Cela montre de vieilles photos.
L’équipe de Yale a découvert que plus il était difficile pour le modèle informatique de reconstruire une image, plus les participants avaient de chances de se souvenir de l’image. Crédit : Actualités des neurosciences

« Si une scène est prévisible et peu surprenante, elle peut être ignorée. »

Par exemple, une personne peut être brièvement déconcertée par la présence d’une bouche d’incendie dans un environnement naturel éloigné, rendant l’image difficile à interpréter, et donc plus mémorable.

« Notre étude a exploré la question de savoir quelles informations visuelles sont mémorisables en associant un modèle informatique de complexité de scène à une étude comportementale », a déclaré Yildirim.

Pour l’étude, dirigée par Yildirim et John Lafferty, professeur John C. Malone de statistiques et de science des données à Yale, les chercheurs ont développé un modèle informatique qui aborde deux étapes de la formation de la mémoire : la compression des signaux visuels et leur reconstruction.

Sur la base de ce modèle, ils ont conçu une série d’expériences dans lesquelles il était demandé aux personnes si elles se souvenaient d’images spécifiques à partir d’une séquence d’images naturelles présentées en succession rapide.

L’équipe de Yale a découvert que plus il était difficile pour le modèle informatique de reconstruire une image, plus les participants avaient de chances de se souvenir de l’image.

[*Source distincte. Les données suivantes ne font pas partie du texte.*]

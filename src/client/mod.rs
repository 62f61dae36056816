//! Client management system
//!
//! Per-user sessions, their lifecycle state, the active-session registry,
//! and the line loop that drives a session.

pub mod handler;
pub mod registry;
pub mod session;
pub mod state;

pub use handler::handle_client;
pub use session::Session;
pub use state::SessionState;
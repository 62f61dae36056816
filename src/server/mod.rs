//! Server core functionality
//!
//! Session routing and the console/TCP front ends that feed it.

pub mod core;
pub mod router;

pub use core::Server;
pub use router::SessionRouter;
//! Error handling
//!
//! Defines error types and handling for the shell.

pub mod handlers;
pub mod types;

pub use types::*;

« Nous avons utilisé un modèle d’IA pour essayer de faire la lumière sur la perception des scènes par les gens. Cette compréhension pourrait aider au développement de systèmes de mémoire plus efficaces pour l’IA à l’avenir », a déclaré Lafferty, qui est également directeur du Center for Neurocomputation. et Machine Intelligence à l’Institut Wu Tsai de Yale.

Qi Lin (psychologie) et Zifan Lin (statistiques et science des données), anciens étudiants diplômés de Yale, sont les co-premiers auteurs de l’article.

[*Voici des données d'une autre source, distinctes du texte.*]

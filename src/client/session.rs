//! Client session
//!
//! A `Session` is one user's view of their sandbox: the root, the quota,
//! and the current directory. The current directory lives here, not in the
//! process, so sessions never disturb each other.

use log::info;
use std::fs;
use std::path::{Path, PathBuf};

use crate::error::FsError;
use crate::navigate::{self, ResolvedPath};
use crate::storage::{FreeSpace, operations, quota};

/// Runtime state of an authenticated user
#[derive(Debug)]
pub struct Session {
    username: String,
    root: PathBuf,
    quota: Option<u64>,
    cwd: ResolvedPath,
}

impl Session {
    /// Opens a session rooted at `root`, creating the directory if needed.
    pub fn open(username: &str, root: &Path, quota: Option<u64>) -> Result<Self, FsError> {
        if !root.is_dir() {
            fs::create_dir_all(root)?;
            info!("Created home directory {} for {}", root.display(), username);
        }
        let root = root.canonicalize()?;

        Ok(Self {
            username: username.to_string(),
            cwd: ResolvedPath::root(&root),
            root,
            quota,
        })
    }

    // --------------------
    // Getter methods
    // --------------------

    pub fn username(&self) -> &str {
        &self.username
    }

    pub fn root(&self) -> &Path {
        &self.root
    }

    pub fn quota(&self) -> Option<u64> {
        self.quota
    }

    pub fn cwd(&self) -> &ResolvedPath {
        &self.cwd
    }

    /// Prompt shown before each command, e.g. `alice:/docs$ `
    pub fn prompt(&self) -> String {
        format!("{}:{}$ ", self.username, self.cwd)
    }

    /// Resolves user path text against this session's root and cwd.
    pub fn resolve(&self, input: &str) -> ResolvedPath {
        navigate::resolve(&self.root, &self.cwd, input)
    }

    // --------------------
    // Operations
    // --------------------

    pub fn make_dir(&self, input: &str) -> Result<ResolvedPath, FsError> {
        let path = self.resolve(input);
        operations::make_dir(&path)?;
        Ok(path)
    }

    pub fn make_file(&self, input: &str) -> Result<ResolvedPath, FsError> {
        let path = self.resolve(input);
        operations::make_file(&path)?;
        Ok(path)
    }

    pub fn change_dir(&mut self, input: &str) -> Result<&ResolvedPath, FsError> {
        let target = self.resolve(input);
        self.cwd = navigate::change_directory(&target)?;
        Ok(&self.cwd)
    }

    pub fn read_file(&self, input: &str) -> Result<String, FsError> {
        operations::read_file(&self.resolve(input))
    }

    /// First half of a write: checks the target before the content line is read.
    pub fn begin_write(&self, input: &str) -> Result<ResolvedPath, FsError> {
        let path = self.resolve(input);
        operations::require_file(&path)?;
        Ok(path)
    }

    /// Second half of a write: appends `text` to a target from [`Session::begin_write`].
    pub fn append(&self, path: &ResolvedPath, text: &str) -> Result<u64, FsError> {
        operations::append_file(&self.root, self.quota, path, text)
    }

    pub fn delete(&mut self, input: &str) -> Result<ResolvedPath, FsError> {
        let path = self.resolve(input);
        operations::delete(&path)?;

        if self.cwd.is_within(&path) {
            self.cwd = path.parent().unwrap_or_else(|| ResolvedPath::root(&self.root));
        }
        Ok(path)
    }

    pub fn copy(&self, src: &str, dst: &str) -> Result<ResolvedPath, FsError> {
        operations::copy(&self.root, self.quota, &self.resolve(src), &self.resolve(dst))
    }

    pub fn move_path(&mut self, src: &str, dst: &str) -> Result<ResolvedPath, FsError> {
        let src = self.resolve(src);
        let target = operations::move_path(&src, &self.resolve(dst))?;

        if let Some(cwd) = self.cwd.rebased(&src, &target) {
            self.cwd = cwd;
        }
        Ok(target)
    }

    pub fn free(&self) -> Result<FreeSpace, FsError> {
        Ok(quota::free_space(&self.root, self.quota)?)
    }

    pub fn usage(&self) -> Result<u64, FsError> {
        Ok(quota::usage(&self.root)?)
    }
}

#[cfg(test)]
mod tests {
    use super::*;
    use tempfile::TempDir;

    fn open(dir: &TempDir, quota: Option<u64>) -> Session {
        Session::open("alice", &dir.path().join("alice"), quota).unwrap()
    }

    #[test]
    fn test_open_creates_root() {
        let dir = TempDir::new().unwrap();
        let session = open(&dir, None);
        assert!(session.root().is_dir());
        assert!(session.cwd().is_root());
        assert_eq!(session.prompt(), "alice:/$ ");
    }

    #[test]
    fn test_change_dir_updates_prompt() {
        let dir = TempDir::new().unwrap();
        let mut session = open(&dir, None);
        session.make_dir("/docs/notes").unwrap();
        session.change_dir("docs/notes").unwrap();
        assert_eq!(session.prompt(), "alice:/docs/notes$ ");

        session.change_dir("../../../..").unwrap();
        assert!(session.cwd().is_root());
    }

    #[test]
    fn test_change_dir_failure_keeps_cwd() {
        let dir = TempDir::new().unwrap();
        let mut session = open(&dir, None);
        session.make_dir("docs").unwrap();
        session.change_dir("docs").unwrap();
        assert!(session.change_dir("missing").is_err());
        assert_eq!(session.cwd().virtual_path(), "/docs");
    }

    #[test]
    fn test_relative_paths_follow_cwd() {
        let dir = TempDir::new().unwrap();
        let mut session = open(&dir, None);
        session.make_dir("docs").unwrap();
        session.change_dir("docs").unwrap();
        session.make_file("a.txt").unwrap();
        assert!(session.root().join("docs/a.txt").is_file());
    }

    #[test]
    fn test_delete_cwd_moves_to_parent() {
        let dir = TempDir::new().unwrap();
        let mut session = open(&dir, None);
        session.make_dir("/a/b").unwrap();
        session.change_dir("/a/b").unwrap();
        session.delete("/a").unwrap();
        assert!(session.cwd().is_root());
    }

    #[test]
    fn test_move_cwd_follows() {
        let dir = TempDir::new().unwrap();
        let mut session = open(&dir, None);
        session.make_dir("/a/b").unwrap();
        session.change_dir("/a/b").unwrap();
        session.move_path("/a", "/z").unwrap();
        assert_eq!(session.cwd().virtual_path(), "/z/b");
        assert!(session.cwd().as_path().is_dir());
    }

    #[test]
    fn test_write_in_two_steps() {
        let dir = TempDir::new().unwrap();
        let session = open(&dir, Some(10));
        session.make_file("a.txt").unwrap();

        let target = session.begin_write("a.txt").unwrap();
        assert_eq!(session.append(&target, "hello").unwrap(), 5);
        assert_eq!(session.usage().unwrap(), 5);
        assert!(session.append(&target, "world!").is_err());
        assert_eq!(session.read_file("a.txt").unwrap(), "hello");
        assert!(matches!(
            session.begin_write("missing.txt"),
            Err(FsError::FileNotExist(_))
        ));
    }

    #[test]
    fn test_free() {
        let dir = TempDir::new().unwrap();
        assert_eq!(open(&dir, None).free().unwrap(), FreeSpace::Unlimited);

        let session = open(&dir, Some(100));
        assert_eq!(
            session.free().unwrap(),
            FreeSpace::Limited {
                available: 100,
                limit: 100
            }
        );
    }
}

À propos de cette actualité sur la recherche en mémoire

Auteur: Bess Connolly
Source: Yale
Contact: Bess Connolly – Yale
Image: L’image est créditée à Neuroscience News

Recherche originale : Accès fermé.
« Les images avec des représentations visuelles plus difficiles à reconstruire laissent des traces mnésiques plus fortes» par Ilker Yildirim et al. Comportement humain


Abstrait

Les images avec des représentations visuelles plus difficiles à reconstruire laissent des traces mnésiques plus fortes

Une grande partie de ce dont nous nous souvenons n’est pas due à une sélection intentionnelle, mais simplement à un sous-produit de la perception.

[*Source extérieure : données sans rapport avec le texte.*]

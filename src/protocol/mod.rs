//! Shell command protocol
//!
//! Handles command parsing, dispatch, and reply rendering.

pub mod commands;
pub mod handlers;

pub use commands::{Command, CommandResult, CommandStatus, parse_command};
pub use handlers::{handle_command, handle_content};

Cela soulève une question fondamentale sur l’architecture de l’esprit : comment la perception s’interface-t-elle avec la mémoire et l’influence-t-elle ?

Ici, inspirés par une proposition classique liant le traitement perceptuel à la durabilité de la mémoire, la théorie du niveau de traitement, nous présentons un modèle de codage clairsemé pour compresser les intégrations de caractéristiques des images, et montrons que les résidus de reconstruction de ce modèle prédisent la qualité du codage des images. en mémoire.

Dans un ensemble de données de mémorisation ouverte d’images de scènes, nous montrons que l’erreur de reconstruction explique non seulement la précision de la mémoire, mais également les latences de réponse lors de la récupération, englobant, dans ce dernier cas, toute la variance expliquée par de puissants modèles de vision uniquement.

Nous confirmons également une prédiction de ce récit avec la « psychophysique pilotée par modèle ».

Ce travail établit l’erreur de reconstruction comme un signal important reliant la perception et la mémoire, éventuellement par le biais d’une modulation adaptative du traitement perceptuel.